Da sind mir persönlich andere Beiträge schon "störender" aufgestossen.


----------



## Perfektionist (21 Juni 2013)

*seufz* - die Herren dieses Hauses übertreiben es nun wirklich mit der Schwarzen Pädagogik.
http://de.wikipedia.org/wiki/Schwarze_Pädagogik
außerdem steht es jedem normalem User frei, ihn auf die Ignoreliste zu setzen.
Die Moderation könnte ja über seine Beiträge einfach mal hinweglesen, erst wenn ein "Normaler" Anstoß nimmt, steht es ja jedem frei, den betreffenden Beitrag zu melden, wenn er über das Quatsch-verzapfen hinausgeht. Ansonsten geht es doch ganz gut mit den Selbstheilungskräften des Forums mit der Gegenrede.


----------



## Gerhard Bäurle (21 Juni 2013)

Perfektionist schrieb:


> *seufz* - die Herren dieses Hauses übertreiben es nun wirklich mit der Schwarzen Pädagogik.
> http://de.wikipedia.org/wiki/Schwarze_Pädagogik
> ...



"Schwarze Pädagogik ist ein negativ wertender 
Sammelbegriff für Erziehungsmethoden, die *Gewalt* 
und *Einschüchterung* als Mittel enthalten ..."
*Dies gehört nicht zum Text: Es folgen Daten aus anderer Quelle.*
// SPDX-License-Identifier: Apache-2.0
// Copyright (c) 2025 rhythmcache
// https://github.com/rhythmcache/payload-dumper-rust

use clap::Parser;
use std::path::PathBuf;

#[derive(Parser)]
#[command(
    version,
    about = "Verifies and applies an A/B (dual-slot) update payload"
)]
#[command(next_line_help = true)]
pub struct Args {
    #[arg(value_name = "PAYLOAD", help = "Path to the update payload (payload.bin)")]
    pub payload: PathBuf,

    #[arg(
        long,
        help = "List the partitions named in the payload manifest and exit"
    )]
    pub list: bool,

    #[arg(
        long,
        value_name = "DIR",
        help = "Write payload_metadata.json (or print to stdout for '-') describing the manifest, and exit"
    )]
    pub dump_metadata: Option<PathBuf>,

    #[arg(long, help = "Include full per-operation detail in --dump-metadata output")]
    pub full: bool,

    #[arg(
        long,
        value_name = "DIR",
        help = "Directory holding one <partition>.img file per target partition, created as needed"
    )]
    pub target_dir: Option<PathBuf>,

    #[arg(
        long,
        value_name = "DIR",
        help = "Directory holding one <partition>.img file per source partition, required for delta operations"
    )]
    pub source_dir: Option<PathBuf>,

    #[arg(long, value_name = "NAMES", help = "Comma-separated partition names to apply (default: all)")]
    pub partitions: Option<String>,

    #[arg(long, value_name = "FILE", help = "PEM or DER RSA public key used to verify payload signatures")]
    pub public_key: Option<PathBuf>,

    #[arg(long, value_name = "FILE", help = "Resume journal path (default: <target-dir>/update_state)")]
    pub journal: Option<PathBuf>,

    #[arg(long, help = "Resume a previously interrupted apply using the resume journal")]
    pub resume: bool,

    #[arg(long, help = "Skip per-operation and filesystem hash verification")]
    pub no_verify: bool,

    #[arg(long, help = "Suppress progress output")]
    pub quiet: bool,
}
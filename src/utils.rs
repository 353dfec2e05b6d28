// SPDX-License-Identifier: Apache-2.0
// Copyright (c) 2025 rhythmcache
// https://github.com/rhythmcache/payload-dumper-rust

use std::time::Duration;

pub fn format_elapsed_time(duration: Duration) -> String {
    let total_secs = duration.as_secs();
    let hours = total_secs / 3600;
    let mins = (total_secs % 3600) / 60;
    let secs = total_secs % 60;
    let millis = duration.subsec_millis();

    if hours > 0 {
        format!("{}h {}m {}.{:03}s", hours, mins, secs, millis)
    } else if mins > 0 {
        format!("{}m {}.{:03}s", mins, secs, millis)
    } else {
        format!("{}.{:03}s", secs, millis)
    }
}

pub fn format_size(size: u64) -> String {
    const KB: u64 = 1024;
    const MB: u64 = KB * 1024;
    const GB: u64 = MB * 1024;

    if size >= GB {
        format!("{:.2} GB", size as f64 / GB as f64)
    } else if size >= MB {
        format!("{:.2} MB", size as f64 / MB as f64)
    } else if size >= KB {
        format!("{:.2} KB", size as f64 / KB as f64)
    } else {
        format!("{} bytes", size)
    }
}
// SPDX-License-Identifier: Apache-2.0
// Copyright (c) 2025 rhythmcache
// https://github.com/rhythmcache/payload-dumper-rust
//
// Human-readable JSON dump of a parsed manifest, for the `--list`/metadata
// CLI path. Not used by the install pipeline itself.

use crate::structs::*;
use crate::utils::format_size;
use crate::wire::{CowMergeOperationType, DeltaArchiveManifest};
use anyhow::Result;
use std::collections::{HashMap, HashSet};
use std::path::Path;

pub fn handle_metadata_extraction(
    manifest: &DeltaArchiveManifest,
    out_dir: &std::path::Path,
    full_mode: bool,
    images_filter: &str,
    is_stdout: bool,
) -> Result<()> {
    let filter_partitions = if !images_filter.is_empty() {
        let images: HashSet<&str> = images_filter.split(',').collect();
        Some(images)
    } else {
        None
    };

    let json = save_metadata(manifest, out_dir, full_mode, filter_partitions.as_ref())?;

    if is_stdout {
        println!("{}", json);
    } else {
        let mode_str = if full_mode { " (full mode)" } else { "" };
        let filter_str = if filter_partitions.is_some() {
            format!(" for {} partition(s)", images_filter.split(',').count())
        } else {
            String::new()
        };
        println!(
            "metadata{}{} saved to: {}/payload_metadata.json",
            mode_str,
            filter_str,
            out_dir.display()
        );
    }

    Ok(())
}

fn save_metadata(
    manifest: &DeltaArchiveManifest,
    output_dir: &Path,
    full_mode: bool,
    filter_partitions: Option<&HashSet<&str>>,
) -> Result<String> {
    let mut partitions = Vec::new();
    let mut total_payload_size = 0u64;
    let mut total_operations = 0usize;
    let mut global_op_stats: HashMap<String, (usize, u64)> = HashMap::new();

    for partition in &manifest.partitions {
        if let Some(filter) = filter_partitions
            && !filter.contains(partition.partition_name.as_str())
        {
            continue;
        }

        let Some(info) = &partition.new_partition_info else {
            continue;
        };

        let size_in_bytes = info.size;
        let hash = (!info.hash.is_empty()).then(|| hex::encode(&info.hash));

        let mut operations_list = Vec::new();
        let mut op_type_stats: HashMap<String, (usize, u64)> = HashMap::new();
        let mut total_data_size = 0u64;
        let mut num_src_extents = 0usize;
        let mut num_dst_extents = 0usize;

        for (idx, op) in partition.operations.iter().enumerate() {
            let op_type_name = op.r#type().as_str_name().to_string();
            let data_len = op.data_length;

            if full_mode {
                let src_extents: Vec<ExtentInfo> = op
                    .src_extents
                    .iter()
                    .map(|ext| ExtentInfo {
                        start_block: ext.start_block,
                        num_blocks: ext.num_blocks,
                    })
                    .collect();

                let dst_extents: Vec<ExtentInfo> = op
                    .dst_extents
                    .iter()
                    .map(|ext| ExtentInfo {
                        start_block: ext.start_block,
                        num_blocks: ext.num_blocks,
                    })
                    .collect();

                operations_list.push(InstallOperationInfo {
                    operation_type: op_type_name.clone(),
                    operation_index: idx,
                    data_offset: op.data_offset,
                    data_length: op.data_length,
                    data_length_readable: format_size(op.data_length),
                    src_extents,
                    src_length: op.src_length,
                    dst_extents,
                    dst_length: op.dst_length,
                    data_sha256_hash: (!op.data_sha256_hash.is_empty())
                        .then(|| hex::encode(&op.data_sha256_hash)),
                    src_sha256_hash: (!op.src_sha256_hash.is_empty())
                        .then(|| hex::encode(&op.src_sha256_hash)),
                });
            }

            num_src_extents += op.src_extents.len();
            num_dst_extents += op.dst_extents.len();

            let entry = op_type_stats.entry(op_type_name.clone()).or_insert((0, 0));
            entry.0 += 1;
            entry.1 += data_len;

            let global_entry = global_op_stats.entry(op_type_name).or_insert((0, 0));
            global_entry.0 += 1;
            global_entry.1 += data_len;

            total_data_size += data_len;
        }

        total_payload_size += total_data_size;
        total_operations += partition.operations.len();

        let operation_type_stats: Vec<OperationTypeStats> = op_type_stats
            .into_iter()
            .map(|(op_type, (count, size))| OperationTypeStats {
                operation_type: op_type,
                count,
                total_data_size: size,
            })
            .collect();

        let old_partition_info = partition
            .old_partition_info
            .as_ref()
            .map(|old_info| PartitionInfoDetails {
                size: old_info.size,
                hash: (!old_info.hash.is_empty()).then(|| hex::encode(&old_info.hash)),
            });

        let merge_operations: Vec<MergeOperationInfo> = partition
            .merge_operations
            .iter()
            .map(|merge_op| {
                let op_type = CowMergeOperationType::try_from(merge_op.r#type)
                    .map(|t| t.as_str_name().to_string())
                    .unwrap_or_else(|_| "UNKNOWN".to_string());

                MergeOperationInfo {
                    operation_type: op_type,
                    src_extent: merge_op.src_extent.as_ref().map(|ext| ExtentInfo {
                        start_block: ext.start_block,
                        num_blocks: ext.num_blocks,
                    }),
                    dst_extent: merge_op.dst_extent.as_ref().map(|ext| ExtentInfo {
                        start_block: ext.start_block,
                        num_blocks: ext.num_blocks,
                    }),
                    src_offset: merge_op.src_offset,
                }
            })
            .collect();

        let estimate_cow_size =
            (partition.estimate_cow_size > 0).then_some(partition.estimate_cow_size);
        let estimate_cow_size_readable = estimate_cow_size.map(format_size);
        let estimate_op_count_max =
            (partition.estimate_op_count_max > 0).then_some(partition.estimate_op_count_max);

        partitions.push(PartitionMetadata {
            partition_name: partition.partition_name.clone(),
            size_in_bytes,
            size_readable: format_size(size_in_bytes),
            hash,
            partition_type: partition.partition_name.clone(),
            operations_count: partition.operations.len(),
            block_size: manifest.block_size as u64,
            run_postinstall: Some(partition.run_postinstall),
            postinstall_path: (!partition.postinstall_path.is_empty())
                .then(|| partition.postinstall_path.clone()),
            filesystem_type: (!partition.filesystem_type.is_empty())
                .then(|| partition.filesystem_type.clone()),
            version: partition.version,
            old_partition_info,
            estimate_cow_size,
            estimate_cow_size_readable,
            estimate_op_count_max,
            operations: operations_list,
            merge_operations,
            merge_operations_count: partition.merge_operations.len(),
            operation_type_stats,
            total_data_size,
            total_data_size_readable: format_size(total_data_size),
            num_src_extents,
            num_dst_extents,
        });
    }

    let dynamic_partition_metadata =
        manifest.dynamic_partition_metadata.as_ref().map(|dpm| {
            let groups: Vec<DynamicPartitionGroupInfo> = dpm
                .groups
                .iter()
                .map(|group| DynamicPartitionGroupInfo {
                    name: group.name.clone(),
                    size: group.size,
                    size_readable: format_size(group.size),
                    partition_names: group.partition_names.clone(),
                    partition_count: group.partition_names.len(),
                })
                .collect();

            let vabc_feature_set = dpm.vabc_feature_set.as_ref().map(|fs| VabcFeatureSetInfo {
                threaded: fs.threaded,
                batch_writes: fs.batch_writes,
            });

            DynamicPartitionInfo {
                groups_count: dpm.groups.len(),
                groups,
                snapshot_enabled: dpm.snapshot_enabled,
                vabc_enabled: dpm.vabc_enabled,
                vabc_compression_param: dpm.vabc_compression_param.clone(),
                vabc_feature_set,
            }
        });

    let apex_info: Vec<ApexInfoMetadata> = manifest
        .apex_info
        .iter()
        .map(|info| ApexInfoMetadata {
            package_name: info.package_name.clone(),
            version: info.version,
            is_compressed: info.is_compressed,
            decompressed_size: info.decompressed_size,
            decompressed_size_readable: format_size(info.decompressed_size),
        })
        .collect();

    let global_operation_stats: Vec<OperationTypeStats> = global_op_stats
        .into_iter()
        .map(|(op_type, (count, size))| OperationTypeStats {
            operation_type: op_type,
            count,
            total_data_size: size,
        })
        .collect();

    let payload_metadata = PayloadMetadata {
        security_patch_level: manifest.security_patch_level.clone(),
        block_size: manifest.block_size,
        minor_version: manifest.minor_version,
        max_timestamp: manifest.max_timestamp,
        dynamic_partition_metadata,
        partial_update: manifest.partial_update,
        apex_info_count: manifest.apex_info.len(),
        apex_info,
        partitions_count: partitions.len(),
        partitions,
        signatures_offset: manifest.signatures_offset,
        signatures_size: manifest.signatures_size,
        total_payload_size,
        total_payload_size_readable: format_size(total_payload_size),
        total_operations_count: total_operations,
        global_operation_stats,
    };

    let json = serde_json::to_string_pretty(&payload_metadata)?;

    if output_dir.to_string_lossy() == "-" {
        return Ok(json);
    }

    let metadata_path = output_dir.join("payload_metadata.json");
    std::fs::write(metadata_path, &json)?;

    Ok(json)
}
Moderatoren, was seid Ihr für Unmenschen ...


----------



## Lipperlandstern (21 Juni 2013)

Perfektionist schrieb:


> *seufz* - die Herren dieses Hauses übertreiben es nun wirklich mit der Schwarzen Pädagogik.
> http://de.wikipedia.org/wiki/Schwarze_Pädagogik
> außerdem steht es jedem normalem User frei, ihn auf die Ignoreliste zu setzen.
> Die Moderation könnte ja über seine Beiträge einfach mal hinweglesen, erst wenn ein "Normaler" Anstoß nimmt, steht es ja jedem frei, den betreffenden Beitrag zu melden, wenn er über das Quatsch-verzapfen hinausgeht. Ansonsten geht es doch ganz gut mit den Selbstheilungskräften des Forums mit der Gegenrede.



Das schlimme ist das du das wirklich ernst meinst. Liest du dir den Scheiß den du da verlinkst eigentlich durch oder haust du da nur irgendwelche Begriffe raus die du irgendwo in deiner kruden Literatur mal aufgeschnappt hast. 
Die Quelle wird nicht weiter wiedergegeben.